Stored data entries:
▬▬▬

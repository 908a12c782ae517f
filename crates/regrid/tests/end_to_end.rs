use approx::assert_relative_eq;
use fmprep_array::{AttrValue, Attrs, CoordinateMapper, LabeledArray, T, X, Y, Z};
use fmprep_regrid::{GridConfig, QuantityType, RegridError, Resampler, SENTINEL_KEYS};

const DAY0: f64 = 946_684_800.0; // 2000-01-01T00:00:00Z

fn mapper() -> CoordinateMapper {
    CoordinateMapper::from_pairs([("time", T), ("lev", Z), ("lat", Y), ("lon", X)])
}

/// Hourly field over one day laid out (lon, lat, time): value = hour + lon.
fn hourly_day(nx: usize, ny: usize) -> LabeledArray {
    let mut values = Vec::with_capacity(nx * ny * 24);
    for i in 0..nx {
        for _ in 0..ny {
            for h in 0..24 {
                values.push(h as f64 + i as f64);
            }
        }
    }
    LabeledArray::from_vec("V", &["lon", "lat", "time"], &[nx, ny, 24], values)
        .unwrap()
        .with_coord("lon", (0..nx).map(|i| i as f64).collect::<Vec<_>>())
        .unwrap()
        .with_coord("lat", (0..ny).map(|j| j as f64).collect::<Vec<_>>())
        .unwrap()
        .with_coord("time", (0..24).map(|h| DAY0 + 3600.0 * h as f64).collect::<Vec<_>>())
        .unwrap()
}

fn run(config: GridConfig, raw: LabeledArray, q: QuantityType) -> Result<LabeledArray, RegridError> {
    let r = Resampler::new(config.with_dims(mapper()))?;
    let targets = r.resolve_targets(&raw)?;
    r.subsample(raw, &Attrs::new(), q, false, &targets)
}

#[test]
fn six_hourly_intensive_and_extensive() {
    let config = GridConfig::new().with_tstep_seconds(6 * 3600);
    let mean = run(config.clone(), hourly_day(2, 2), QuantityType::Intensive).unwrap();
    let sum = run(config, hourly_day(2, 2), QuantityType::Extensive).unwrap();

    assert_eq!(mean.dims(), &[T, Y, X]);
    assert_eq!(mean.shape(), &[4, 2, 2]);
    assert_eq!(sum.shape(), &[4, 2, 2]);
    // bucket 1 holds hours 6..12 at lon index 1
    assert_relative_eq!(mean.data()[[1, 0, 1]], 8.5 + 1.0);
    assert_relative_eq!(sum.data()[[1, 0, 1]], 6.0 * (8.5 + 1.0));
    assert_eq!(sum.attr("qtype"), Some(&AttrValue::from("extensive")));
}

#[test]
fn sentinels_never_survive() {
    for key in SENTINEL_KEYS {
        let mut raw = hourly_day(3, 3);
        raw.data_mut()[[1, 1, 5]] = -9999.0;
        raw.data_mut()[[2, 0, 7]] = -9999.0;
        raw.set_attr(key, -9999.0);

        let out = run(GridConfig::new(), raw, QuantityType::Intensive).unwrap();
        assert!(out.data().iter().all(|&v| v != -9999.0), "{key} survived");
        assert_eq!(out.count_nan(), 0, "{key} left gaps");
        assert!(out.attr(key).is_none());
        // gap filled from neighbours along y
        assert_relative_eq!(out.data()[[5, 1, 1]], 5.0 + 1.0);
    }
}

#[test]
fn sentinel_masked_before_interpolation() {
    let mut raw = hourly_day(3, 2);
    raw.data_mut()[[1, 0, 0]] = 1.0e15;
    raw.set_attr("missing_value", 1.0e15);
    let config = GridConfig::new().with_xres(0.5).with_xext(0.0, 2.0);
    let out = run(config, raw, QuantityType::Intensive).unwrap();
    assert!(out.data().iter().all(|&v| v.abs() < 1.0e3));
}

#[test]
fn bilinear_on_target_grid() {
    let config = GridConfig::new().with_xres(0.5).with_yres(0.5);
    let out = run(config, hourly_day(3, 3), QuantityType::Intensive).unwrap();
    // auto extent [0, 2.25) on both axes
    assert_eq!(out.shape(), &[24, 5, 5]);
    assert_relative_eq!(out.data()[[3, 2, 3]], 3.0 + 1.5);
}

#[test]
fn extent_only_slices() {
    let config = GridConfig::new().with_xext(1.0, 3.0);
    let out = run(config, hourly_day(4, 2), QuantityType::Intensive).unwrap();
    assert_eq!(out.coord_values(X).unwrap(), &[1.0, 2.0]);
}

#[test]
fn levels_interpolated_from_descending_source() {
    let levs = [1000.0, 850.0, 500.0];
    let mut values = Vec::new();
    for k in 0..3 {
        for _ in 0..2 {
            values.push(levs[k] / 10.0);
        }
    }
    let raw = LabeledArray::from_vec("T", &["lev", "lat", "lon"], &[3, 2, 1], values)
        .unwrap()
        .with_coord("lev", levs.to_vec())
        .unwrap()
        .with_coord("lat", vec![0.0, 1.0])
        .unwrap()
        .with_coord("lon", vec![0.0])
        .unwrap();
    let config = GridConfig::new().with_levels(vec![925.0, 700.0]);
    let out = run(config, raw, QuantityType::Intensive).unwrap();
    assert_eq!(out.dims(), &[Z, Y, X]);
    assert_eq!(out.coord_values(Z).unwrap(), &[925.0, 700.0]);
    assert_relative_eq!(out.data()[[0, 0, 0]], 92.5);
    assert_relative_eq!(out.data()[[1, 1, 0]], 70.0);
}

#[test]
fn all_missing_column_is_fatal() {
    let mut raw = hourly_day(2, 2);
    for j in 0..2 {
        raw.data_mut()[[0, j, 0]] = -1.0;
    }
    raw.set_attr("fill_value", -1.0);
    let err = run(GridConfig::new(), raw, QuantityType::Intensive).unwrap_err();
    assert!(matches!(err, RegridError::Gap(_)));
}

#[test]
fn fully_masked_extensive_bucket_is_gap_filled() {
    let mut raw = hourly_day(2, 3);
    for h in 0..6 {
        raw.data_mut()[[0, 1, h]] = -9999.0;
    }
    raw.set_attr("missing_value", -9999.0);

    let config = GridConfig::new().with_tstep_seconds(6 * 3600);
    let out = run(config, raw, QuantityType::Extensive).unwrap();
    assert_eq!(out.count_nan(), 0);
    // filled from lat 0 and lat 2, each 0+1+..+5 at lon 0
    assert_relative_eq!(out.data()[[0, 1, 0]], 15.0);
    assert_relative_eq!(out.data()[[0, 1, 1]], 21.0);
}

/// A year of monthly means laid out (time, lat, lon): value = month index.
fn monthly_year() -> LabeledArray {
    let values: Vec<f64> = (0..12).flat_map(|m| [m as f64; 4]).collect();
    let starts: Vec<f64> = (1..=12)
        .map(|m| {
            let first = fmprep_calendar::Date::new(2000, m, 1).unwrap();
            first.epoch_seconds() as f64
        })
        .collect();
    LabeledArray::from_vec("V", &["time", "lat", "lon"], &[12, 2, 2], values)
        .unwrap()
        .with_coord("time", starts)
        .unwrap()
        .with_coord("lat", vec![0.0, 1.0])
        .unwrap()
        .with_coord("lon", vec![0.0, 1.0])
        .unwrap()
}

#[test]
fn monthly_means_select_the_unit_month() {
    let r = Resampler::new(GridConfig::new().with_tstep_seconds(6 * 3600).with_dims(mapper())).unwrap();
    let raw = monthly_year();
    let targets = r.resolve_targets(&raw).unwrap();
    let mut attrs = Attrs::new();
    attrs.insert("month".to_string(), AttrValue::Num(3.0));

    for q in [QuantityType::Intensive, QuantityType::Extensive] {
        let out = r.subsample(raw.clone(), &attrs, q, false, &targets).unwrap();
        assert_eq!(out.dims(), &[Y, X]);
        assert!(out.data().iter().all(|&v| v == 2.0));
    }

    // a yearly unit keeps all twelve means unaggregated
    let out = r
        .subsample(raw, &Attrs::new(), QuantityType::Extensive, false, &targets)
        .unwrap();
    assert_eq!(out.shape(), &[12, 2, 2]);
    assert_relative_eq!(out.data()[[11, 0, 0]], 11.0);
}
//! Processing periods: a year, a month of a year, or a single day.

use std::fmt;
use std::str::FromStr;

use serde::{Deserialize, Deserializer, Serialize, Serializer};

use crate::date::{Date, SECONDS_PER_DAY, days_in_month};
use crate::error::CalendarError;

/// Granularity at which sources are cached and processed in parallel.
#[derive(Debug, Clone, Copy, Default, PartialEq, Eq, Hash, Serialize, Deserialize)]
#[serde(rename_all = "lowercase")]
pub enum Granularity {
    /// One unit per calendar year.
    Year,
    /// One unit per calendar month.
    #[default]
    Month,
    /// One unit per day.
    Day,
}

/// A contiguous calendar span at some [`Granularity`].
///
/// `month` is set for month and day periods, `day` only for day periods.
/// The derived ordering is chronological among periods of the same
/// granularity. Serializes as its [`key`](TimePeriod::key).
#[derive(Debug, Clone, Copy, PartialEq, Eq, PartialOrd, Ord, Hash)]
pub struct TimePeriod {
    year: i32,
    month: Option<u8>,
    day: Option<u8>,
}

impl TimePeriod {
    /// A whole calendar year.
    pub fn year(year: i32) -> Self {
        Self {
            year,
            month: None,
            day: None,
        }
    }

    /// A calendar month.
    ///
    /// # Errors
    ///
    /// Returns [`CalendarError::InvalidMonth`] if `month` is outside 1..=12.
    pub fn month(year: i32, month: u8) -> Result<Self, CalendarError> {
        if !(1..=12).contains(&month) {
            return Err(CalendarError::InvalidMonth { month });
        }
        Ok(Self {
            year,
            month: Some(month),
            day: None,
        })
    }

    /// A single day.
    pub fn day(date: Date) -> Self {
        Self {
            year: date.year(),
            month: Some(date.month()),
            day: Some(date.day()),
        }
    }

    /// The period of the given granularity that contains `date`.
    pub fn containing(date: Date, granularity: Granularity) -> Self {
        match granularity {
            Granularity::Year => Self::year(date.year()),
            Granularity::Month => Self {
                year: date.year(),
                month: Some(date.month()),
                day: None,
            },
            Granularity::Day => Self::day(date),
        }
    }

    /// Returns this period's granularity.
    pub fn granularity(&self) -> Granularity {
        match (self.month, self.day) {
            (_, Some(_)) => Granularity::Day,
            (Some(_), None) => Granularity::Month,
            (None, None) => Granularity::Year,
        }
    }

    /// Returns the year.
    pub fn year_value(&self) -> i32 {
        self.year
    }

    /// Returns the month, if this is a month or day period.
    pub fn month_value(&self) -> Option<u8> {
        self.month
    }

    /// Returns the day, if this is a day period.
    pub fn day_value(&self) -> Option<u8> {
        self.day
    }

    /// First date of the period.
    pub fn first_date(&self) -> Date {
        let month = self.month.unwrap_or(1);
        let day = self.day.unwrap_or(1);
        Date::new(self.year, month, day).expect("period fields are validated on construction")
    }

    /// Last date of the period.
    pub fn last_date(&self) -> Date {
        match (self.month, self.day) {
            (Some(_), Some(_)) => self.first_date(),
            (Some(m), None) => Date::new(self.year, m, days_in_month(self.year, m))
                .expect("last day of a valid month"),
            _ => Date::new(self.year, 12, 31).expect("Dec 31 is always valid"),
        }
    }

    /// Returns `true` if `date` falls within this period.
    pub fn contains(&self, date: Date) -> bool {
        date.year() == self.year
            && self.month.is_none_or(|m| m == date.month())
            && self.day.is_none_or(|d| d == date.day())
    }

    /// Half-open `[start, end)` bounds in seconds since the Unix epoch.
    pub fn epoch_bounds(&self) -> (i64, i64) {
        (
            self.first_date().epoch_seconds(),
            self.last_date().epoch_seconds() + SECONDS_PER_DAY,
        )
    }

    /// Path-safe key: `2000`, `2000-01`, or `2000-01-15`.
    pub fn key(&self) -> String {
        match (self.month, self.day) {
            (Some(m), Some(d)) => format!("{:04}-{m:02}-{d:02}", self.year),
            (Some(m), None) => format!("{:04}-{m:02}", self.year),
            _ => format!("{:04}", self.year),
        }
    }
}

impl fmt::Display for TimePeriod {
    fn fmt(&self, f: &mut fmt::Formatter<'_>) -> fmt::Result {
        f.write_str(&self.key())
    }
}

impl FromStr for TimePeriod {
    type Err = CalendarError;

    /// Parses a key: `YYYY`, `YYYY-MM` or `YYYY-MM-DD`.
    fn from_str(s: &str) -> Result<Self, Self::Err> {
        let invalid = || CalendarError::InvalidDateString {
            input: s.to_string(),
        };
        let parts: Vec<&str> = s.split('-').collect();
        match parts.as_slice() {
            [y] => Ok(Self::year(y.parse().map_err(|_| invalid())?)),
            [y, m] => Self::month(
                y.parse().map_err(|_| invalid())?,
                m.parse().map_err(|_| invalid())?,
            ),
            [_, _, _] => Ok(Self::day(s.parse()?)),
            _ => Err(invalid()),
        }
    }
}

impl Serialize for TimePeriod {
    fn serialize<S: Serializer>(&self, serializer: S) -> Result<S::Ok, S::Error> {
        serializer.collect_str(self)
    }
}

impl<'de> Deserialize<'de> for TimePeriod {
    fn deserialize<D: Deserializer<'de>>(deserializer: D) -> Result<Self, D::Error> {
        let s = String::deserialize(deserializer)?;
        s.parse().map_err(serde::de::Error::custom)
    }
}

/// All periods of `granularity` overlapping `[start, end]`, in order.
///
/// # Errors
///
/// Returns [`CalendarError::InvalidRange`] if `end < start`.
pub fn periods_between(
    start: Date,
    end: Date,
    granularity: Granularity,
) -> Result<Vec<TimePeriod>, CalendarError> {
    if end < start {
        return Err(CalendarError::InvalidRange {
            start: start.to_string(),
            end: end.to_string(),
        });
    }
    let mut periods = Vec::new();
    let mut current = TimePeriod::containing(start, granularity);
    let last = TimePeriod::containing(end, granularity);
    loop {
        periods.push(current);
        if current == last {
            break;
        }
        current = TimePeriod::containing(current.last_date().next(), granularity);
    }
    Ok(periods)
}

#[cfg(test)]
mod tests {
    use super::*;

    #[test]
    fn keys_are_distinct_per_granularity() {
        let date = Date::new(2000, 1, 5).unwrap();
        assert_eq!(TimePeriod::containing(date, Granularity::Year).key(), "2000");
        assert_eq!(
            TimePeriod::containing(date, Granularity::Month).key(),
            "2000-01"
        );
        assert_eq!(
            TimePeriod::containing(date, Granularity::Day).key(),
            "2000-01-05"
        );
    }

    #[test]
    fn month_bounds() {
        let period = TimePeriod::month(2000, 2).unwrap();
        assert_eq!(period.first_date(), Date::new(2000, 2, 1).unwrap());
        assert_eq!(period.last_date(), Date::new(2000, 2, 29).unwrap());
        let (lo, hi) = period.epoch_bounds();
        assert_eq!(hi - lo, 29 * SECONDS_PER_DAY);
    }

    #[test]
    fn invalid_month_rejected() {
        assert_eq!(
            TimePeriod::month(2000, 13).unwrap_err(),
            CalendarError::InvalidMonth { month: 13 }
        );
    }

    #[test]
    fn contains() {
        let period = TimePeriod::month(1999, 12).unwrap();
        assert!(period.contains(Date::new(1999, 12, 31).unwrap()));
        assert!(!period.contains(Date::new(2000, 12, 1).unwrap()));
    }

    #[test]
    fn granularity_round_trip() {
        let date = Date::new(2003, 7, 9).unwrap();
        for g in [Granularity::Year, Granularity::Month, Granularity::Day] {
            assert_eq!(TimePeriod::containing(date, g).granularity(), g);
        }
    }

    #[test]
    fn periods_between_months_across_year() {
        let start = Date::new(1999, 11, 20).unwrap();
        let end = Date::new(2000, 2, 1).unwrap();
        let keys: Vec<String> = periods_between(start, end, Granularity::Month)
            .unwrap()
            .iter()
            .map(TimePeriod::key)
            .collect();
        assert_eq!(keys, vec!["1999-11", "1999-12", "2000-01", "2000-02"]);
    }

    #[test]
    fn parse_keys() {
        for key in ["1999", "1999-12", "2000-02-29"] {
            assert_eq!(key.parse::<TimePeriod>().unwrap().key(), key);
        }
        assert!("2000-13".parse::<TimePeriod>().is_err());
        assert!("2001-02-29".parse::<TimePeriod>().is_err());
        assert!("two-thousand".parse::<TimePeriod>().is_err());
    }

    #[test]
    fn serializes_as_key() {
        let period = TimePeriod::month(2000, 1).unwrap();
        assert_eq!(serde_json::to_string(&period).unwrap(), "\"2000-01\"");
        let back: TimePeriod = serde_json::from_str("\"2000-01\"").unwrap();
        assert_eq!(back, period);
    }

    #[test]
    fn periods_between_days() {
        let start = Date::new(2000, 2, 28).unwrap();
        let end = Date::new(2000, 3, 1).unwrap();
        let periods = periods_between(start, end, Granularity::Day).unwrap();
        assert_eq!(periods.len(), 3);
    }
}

▬▬▬

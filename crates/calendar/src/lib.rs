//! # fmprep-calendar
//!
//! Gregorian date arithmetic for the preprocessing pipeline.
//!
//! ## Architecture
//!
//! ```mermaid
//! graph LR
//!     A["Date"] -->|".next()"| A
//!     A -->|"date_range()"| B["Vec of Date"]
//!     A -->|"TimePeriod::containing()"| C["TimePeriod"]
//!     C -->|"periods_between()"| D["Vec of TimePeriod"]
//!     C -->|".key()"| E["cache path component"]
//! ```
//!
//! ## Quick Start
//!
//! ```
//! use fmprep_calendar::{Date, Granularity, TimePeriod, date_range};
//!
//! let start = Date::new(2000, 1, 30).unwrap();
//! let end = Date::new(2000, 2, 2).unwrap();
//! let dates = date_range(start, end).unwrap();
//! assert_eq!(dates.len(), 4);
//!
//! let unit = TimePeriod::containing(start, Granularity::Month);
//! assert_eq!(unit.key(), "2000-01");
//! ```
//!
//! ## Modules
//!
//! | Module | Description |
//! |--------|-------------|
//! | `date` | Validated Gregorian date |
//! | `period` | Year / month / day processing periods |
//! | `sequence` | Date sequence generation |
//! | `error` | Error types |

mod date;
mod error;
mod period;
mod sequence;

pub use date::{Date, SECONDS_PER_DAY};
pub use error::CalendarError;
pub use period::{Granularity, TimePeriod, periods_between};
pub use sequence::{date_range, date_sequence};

▬▬▬

- Task:
Scan the entries above. Copy each line that has the string "parts".

- Answer for this exercise:
        let parts: Vec<&str> = s.split('-').collect();
        match parts.as_slice() {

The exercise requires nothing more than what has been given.